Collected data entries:
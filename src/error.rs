//! Crate-wide error type.
//!
//! Every fallible boundary in this crate returns `Result<T, Error>`. The
//! variants line up with the three failure buckets from the rule-engine
//! design: a missing input file is fatal, a malformed rule or condition is
//! recoverable (and never reaches this type — see `Diagnostic` in
//! `crate::rules`), and anything else is an I/O or (de)serialization
//! failure bubbled up from `serde_json`/`serde_yaml`.

use std::io;
use std::path::PathBuf;

use failure::{Context, Fail};

/// The crate's error type.
///
/// `Error` wraps an `ErrorKind` in a `failure::Context` so that every
/// error carries a chain of causes back to the original I/O or parse
/// failure, in the same style used throughout this codebase's CLI error
/// reporting (`--color` cause chains).
#[derive(Debug)]
pub struct Error {
    inner: Context<ErrorKind>,
}

/// The kind of error that occurred.
#[derive(Debug, Fail)]
pub enum ErrorKind {
    /// The symbol graph file could not be found or read.
    #[fail(display = "failed to read symbol graph from {:?}", _0)]
    GraphUnreadable(PathBuf),

    /// The symbol graph file was not valid JSON, or was JSON but didn't
    /// match the expected shape.
    #[fail(display = "failed to parse symbol graph")]
    GraphMalformed,

    /// The rule file could not be found or read.
    #[fail(display = "failed to read rules from {:?}", _0)]
    RulesUnreadable(PathBuf),

    /// The rule file was not valid YAML.
    #[fail(display = "failed to parse rules")]
    RulesMalformed,

    /// No rules were loaded at all. This is almost certainly a
    /// misconfiguration (an empty file, or every rule was rejected),
    /// so it is treated as fatal rather than "0 matches everywhere".
    #[fail(display = "no rules were loaded")]
    NoRules,

    /// Writing one of the output artifacts failed.
    #[fail(display = "failed to write {:?}", _0)]
    OutputUnwritable(PathBuf),

    /// A bare I/O error with no more specific context.
    #[fail(display = "I/O error")]
    Io,
}

impl Fail for Error {
    fn cause(&self) -> Option<&dyn Fail> {
        self.inner.cause()
    }

    fn backtrace(&self) -> Option<&failure::Backtrace> {
        self.inner.backtrace()
    }
}

impl std::fmt::Display for Error {
    fn fmt(&self, f: &mut std::fmt::Formatter) -> std::fmt::Result {
        std::fmt::Display::fmt(&self.inner, f)
    }
}

impl Error {
    /// Returns the kind of this error.
    pub fn kind(&self) -> &ErrorKind {
        self.inner.get_context()
    }
}

impl From<ErrorKind> for Error {
    fn from(kind: ErrorKind) -> Error {
        Error {
            inner: Context::new(kind),
        }
    }
}

impl From<Context<ErrorKind>> for Error {
    fn from(inner: Context<ErrorKind>) -> Error {
        Error { inner }
    }
}

impl From<io::Error> for Error {
    fn from(err: io::Error) -> Error {
        err.context(ErrorKind::Io).into()
    }
}

/// Extension trait mirroring `failure::ResultExt`, renamed locally so call
/// sites read `.context(ErrorKind::...)` without importing `failure`
/// directly everywhere.
pub trait ResultExt<T> {
    fn context(self, kind: ErrorKind) -> Result<T, Error>;
}

impl<T, E> ResultExt<T> for Result<T, E>
where
    E: Fail,
{
    fn context(self, kind: ErrorKind) -> Result<T, Error> {
        self.map_err(|err| err.context(kind).into())
    }
}

pub type Result<T> = std::result::Result<T, Error>;
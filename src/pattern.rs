//! The pattern matcher (C5): drives a rule's `find`/`where` pattern over
//! the symbol graph, short-circuiting as soon as the candidate set goes
//! empty.
//!
//! Grounded in `pattern_matcher.py`'s `PatternMatcher.match`: the `find`
//! clause names a variable only (`target_variable = find_clause.get
//! ('target')`) and is never used to filter -- the candidate set is
//! seeded from every node in the graph (`self.graph.find_all_nodes()`),
//! then narrowed by every `where` condition in order, ANDing them
//! together. Kind filtering, when a rule author wants it, is spelled out
//! as an ordinary `where` condition (`S.kind == 'class'`).

use std::collections::HashSet;

use crate::eval::eval_condition;
use crate::graph::{NodeIndex, SymbolGraph};
use crate::rules::Rule;

/// Runs a rule's pattern against the graph, returning the set of node
/// indices that satisfy every `where` condition. `rule.find_target` is
/// declarative only and plays no role in seeding or narrowing the
/// candidate set.
pub fn find_matches(graph: &SymbolGraph, rule: &Rule) -> HashSet<NodeIndex> {
    let mut candidates: HashSet<NodeIndex> = graph.node_indices().collect();

    for condition in &rule.conditions {
        if candidates.is_empty() {
            break;
        }
        candidates.retain(|&node| eval_condition(graph, node, condition));
    }

    candidates
}

#[cfg(test)]
mod tests {
    use super::*;
    use crate::graph::SymbolNode;
    use crate::rules::Rules;
    use std::collections::HashMap;

    fn node(id: &str, kind: &str) -> SymbolNode {
        SymbolNode {
            id: id.to_string(),
            name: id.to_string(),
            kind: kind.to_string(),
            location: None,
            attrs: HashMap::new(),
        }
    }

    #[test]
    fn find_is_declarative_only_and_seeds_every_node() {
        let mut g = SymbolGraph::new();
        let a = g.add_node(node("A", "class"));
        let b = g.add_node(node("B", "protocol"));

        let yaml = r#"
rules:
  - id: r1
    description: d
    pattern:
      - find: { target: S }
"#;
        let (rules, _) = Rules::from_str(yaml, false).unwrap();
        let rule = rules.iter().next().unwrap();

        // No `where` clause at all, so every node matches regardless of
        // kind -- `find` names a variable, it doesn't filter.
        let matches = find_matches(&g, rule);
        assert_eq!(matches, vec![a, b].into_iter().collect());
    }

    #[test]
    fn where_narrows_by_kind_and_short_circuits() {
        let mut g = SymbolGraph::new();
        let _a = g.add_node(node("A", "class"));

        let yaml = r#"
rules:
  - id: r1
    description: d
    pattern:
      - find: { target: S }
      - where:
          - "S.kind == 'protocol'"
          - "S.missing == 'x'"
"#;
        let (rules, _) = Rules::from_str(yaml, false).unwrap();
        let rule = rules.iter().next().unwrap();

        // first condition already empties the set; the second condition
        // is never evaluated (it would panic-free regardless, but this
        // exercises the short-circuit path).
        let matches = find_matches(&g, rule);
        assert!(matches.is_empty());
    }

    #[test]
    fn not_exists_excludes_matching_candidates() {
        let mut g = SymbolGraph::new();
        let a = g.add_node(node("A", "class"));
        let b = g.add_node(node("B", "class"));
        let b_idx = g.index_of("B").unwrap();
        g.add_edge(a, b_idx, "CONTAINS");

        let yaml = r#"
rules:
  - id: r1
    description: d
    pattern:
      - find: { target: S }
      - where:
          - "S.kind == 'class'"
          - not_exists:
              - "S-->other"
"#;
        let (rules, _) = Rules::from_str(yaml, false).unwrap();
        let rule = rules.iter().next().unwrap();

        let matches = find_matches(&g, rule);
        // `a` has an outgoing edge, so not_exists excludes it; `b` has
        // none, so it survives.
        assert_eq!(matches, vec![b].into_iter().collect());
    }
}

- About this task
In the entries above, count the lines that include "everywhere" and write nothing but that number.

- Exercise result
2